> _Task item_:
Begin at the first line below and copy each line exactly, ending with the line where "spec.mount.kind = MountKind::Bind;" appears.

> _Material shown_:
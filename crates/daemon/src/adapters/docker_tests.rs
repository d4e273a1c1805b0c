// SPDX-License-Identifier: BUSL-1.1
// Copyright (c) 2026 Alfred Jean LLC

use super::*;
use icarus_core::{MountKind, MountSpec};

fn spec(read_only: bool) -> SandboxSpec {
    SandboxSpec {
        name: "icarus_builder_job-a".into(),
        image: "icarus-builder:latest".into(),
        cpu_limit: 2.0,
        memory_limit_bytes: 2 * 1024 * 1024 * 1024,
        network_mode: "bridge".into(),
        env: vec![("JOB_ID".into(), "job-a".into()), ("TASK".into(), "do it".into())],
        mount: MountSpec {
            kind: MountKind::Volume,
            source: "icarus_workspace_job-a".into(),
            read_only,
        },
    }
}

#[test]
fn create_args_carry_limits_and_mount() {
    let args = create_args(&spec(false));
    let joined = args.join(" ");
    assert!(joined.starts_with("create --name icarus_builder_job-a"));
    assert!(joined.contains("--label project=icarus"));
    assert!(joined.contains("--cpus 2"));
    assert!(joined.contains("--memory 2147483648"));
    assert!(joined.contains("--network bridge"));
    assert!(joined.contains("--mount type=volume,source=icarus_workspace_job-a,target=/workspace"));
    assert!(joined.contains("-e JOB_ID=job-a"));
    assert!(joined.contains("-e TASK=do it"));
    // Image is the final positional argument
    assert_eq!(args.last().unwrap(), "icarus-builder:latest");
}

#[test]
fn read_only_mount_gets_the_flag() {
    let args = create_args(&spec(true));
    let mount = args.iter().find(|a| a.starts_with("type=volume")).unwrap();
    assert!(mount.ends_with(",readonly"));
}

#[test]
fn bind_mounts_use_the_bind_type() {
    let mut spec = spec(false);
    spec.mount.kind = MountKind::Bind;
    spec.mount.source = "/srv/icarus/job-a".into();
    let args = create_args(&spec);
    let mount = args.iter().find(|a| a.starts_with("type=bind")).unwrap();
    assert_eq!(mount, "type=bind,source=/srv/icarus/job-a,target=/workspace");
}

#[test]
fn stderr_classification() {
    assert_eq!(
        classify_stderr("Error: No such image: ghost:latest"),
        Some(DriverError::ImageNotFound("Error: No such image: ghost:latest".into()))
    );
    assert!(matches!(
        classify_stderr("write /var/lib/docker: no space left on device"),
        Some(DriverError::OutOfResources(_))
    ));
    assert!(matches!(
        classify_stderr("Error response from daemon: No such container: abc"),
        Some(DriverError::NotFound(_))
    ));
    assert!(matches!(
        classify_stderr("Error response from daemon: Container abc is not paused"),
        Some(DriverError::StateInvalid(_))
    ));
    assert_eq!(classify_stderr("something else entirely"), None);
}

> _Answer area_:
filename crates/daemon/src/adapters/docker_tests.rs
repository d4e273a1c1805b0c
// SPDX-License-Identifier: BUSL-1.1
// Copyright (c) 2026 Alfred Jean LLC

use super::*;
use icarus_core::{MountKind, MountSpec};

fn spec(read_only: bool) -> SandboxSpec {
    SandboxSpec {
        name: "icarus_builder_job-a".into(),
        image: "icarus-builder:latest".into(),
        cpu_limit: 2.0,
        memory_limit_bytes: 2 * 1024 * 1024 * 1024,
        network_mode: "bridge".into(),
        env: vec![("JOB_ID".into(), "job-a".into()), ("TASK".into(), "do it".into())],
        mount: MountSpec {
            kind: MountKind::Volume,
            source: "icarus_workspace_job-a".into(),
            read_only,
        },
    }
}

#[test]
fn create_args_carry_limits_and_mount() {
    let args = create_args(&spec(false));
    let joined = args.join(" ");
    assert!(joined.starts_with("create --name icarus_builder_job-a"));
    assert!(joined.contains("--label project=icarus"));
    assert!(joined.contains("--cpus 2"));
    assert!(joined.contains("--memory 2147483648"));
    assert!(joined.contains("--network bridge"));
    assert!(joined.contains("--mount type=volume,source=icarus_workspace_job-a,target=/workspace"));
    assert!(joined.contains("-e JOB_ID=job-a"));
    assert!(joined.contains("-e TASK=do it"));
    // Image is the final positional argument
    assert_eq!(args.last().unwrap(), "icarus-builder:latest");
}

#[test]
fn read_only_mount_gets_the_flag() {
    let args = create_args(&spec(true));
    let mount = args.iter().find(|a| a.starts_with("type=volume")).unwrap();
    assert!(mount.ends_with(",readonly"));
}

#[test]
fn bind_mounts_use_the_bind_type() {
    let mut spec = spec(false);
    spec.mount.kind = MountKind::Bind;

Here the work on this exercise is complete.